Concomitamment avec la visite de Mushikiwabo, et comme pour la dédouaner du fardeau du report, l’influent Jean-Louis Roy Secrétaire général honoraire de la Francophonie publiait dès samedi une tribune titrée aussi sobrement que fermement « Reporter le Sommet de la Francophonie », un texte qui sonne comme une injonction.
On y lit parmi d’autres amabilités que « Si la pandémie semble ne plus être un obstacle, dans l’intervalle, une autre infection s’est abattue sur la Tunisie ces trois derniers mois. Le virus qu’elle porte s’attaque aux valeurs démocratiques, à l’État de droit, à la séparation des pouvoirs et aux droits de la personne ». Le ton est donné : la teneur de ces paroles vient rappeler qu’il en va de la crédibilité de l’OIF pour qui la francophonie est aussi une affaire de promotion des valeurs universelles. Pour Jean-Louis Roy, il s’agit de ne donner aucune caution au président Saïed, du moins tant que la dérive autocratique en cours sera en vigueur.

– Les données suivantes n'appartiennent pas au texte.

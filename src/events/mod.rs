//! Event types and observers used by the simulation.
//!
//! This module groups the domain events exchanged across systems and the
//! collaborators around the simulation. Events provide a decoupled way for
//! systems to communicate without direct dependencies.
//!
//! Submodules:
//! - [`audio`] – sound cues and music commands for the host audio thread
//! - [`contact`] – begin-contact notifications from the physics collaborator
//! - [`gamestate`] – game mode change notifications
//! - [`input`] – controller, touch and tilt input events
pub mod audio;
pub mod contact;
pub mod gamestate;
pub mod input;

On peut y lire plus loin que « Les délégations du Canada, du Québec et du Nouveau-Brunswick et celles de tous les pays membres de la Francophonie seront accueillies par le président Kais Saied, le chef de l’État tunisien. En juillet dernier, ce dernier a renvoyé le premier ministre, suspendu le Parlement et levé l’immunité de tous ses membres. De plus, il s’est octroyé les pleins pouvoirs judiciaires confiés à des tribunaux militaires. Des parlementaires ont été arrêtés, des journalistes attaqués, des personnalités assignées à résidence, et un grand nombre interdites de voyager à l’étranger. Enfin, en septembre dernier, le président Kais Saied a suspendu la Constitution et annoncé qu’il gouvernerait par décrets et présiderait lui-même le pouvoir exécutif. Pour lui, les décrets présidentiels ont une valeur supérieure aux dispositions constitutionnelles. Cette posture sera mise en œuvre au moment même où le sommet doit se réunir. »
« Pour éviter un acte manqué dont la Francophonie n’a pas les moyens, ce sommet doit être reporté, et les motifs de ce report évoqués avec clarté », conclut Roy, sans langue de bois donc.
L’incident n’est pas sans rappeler le Sommet mondial sur la société de l’information (SMSI) qui avait été co-organisé en 2005 par la Suisse et la Tunisie de Ben Ali, un évènement ponctué par un type de mésaventures qu’il s’agit pour l’OIF aujourd’hui d’éviter à tout prix.
Publiée dans le Monde le 10 octobre, une tribune signée par un collectif de personnalités publiques françaises et tunisiennes titrée « Sur la régression des droits en Tunisie, la communauté internationale ne doit plus détourner le regard » n’a assurément pas aidé à plaider en faveur d’un maintien du sommet comme si de rien n’était.
Dans son allocution lundi, le président Saïed a accusé « certaines parties de comploter auprès de la France contre les intérêts de la Tunisie » via une allusion notamment à l’ancien président Moncef Marzouki. Une accusation qui ne convainc pas une partie de la société civile en Tunisie, pour qui nul ne peut dissuader à lui seul une cinquantaine de pays participants de prendre part au Sommet.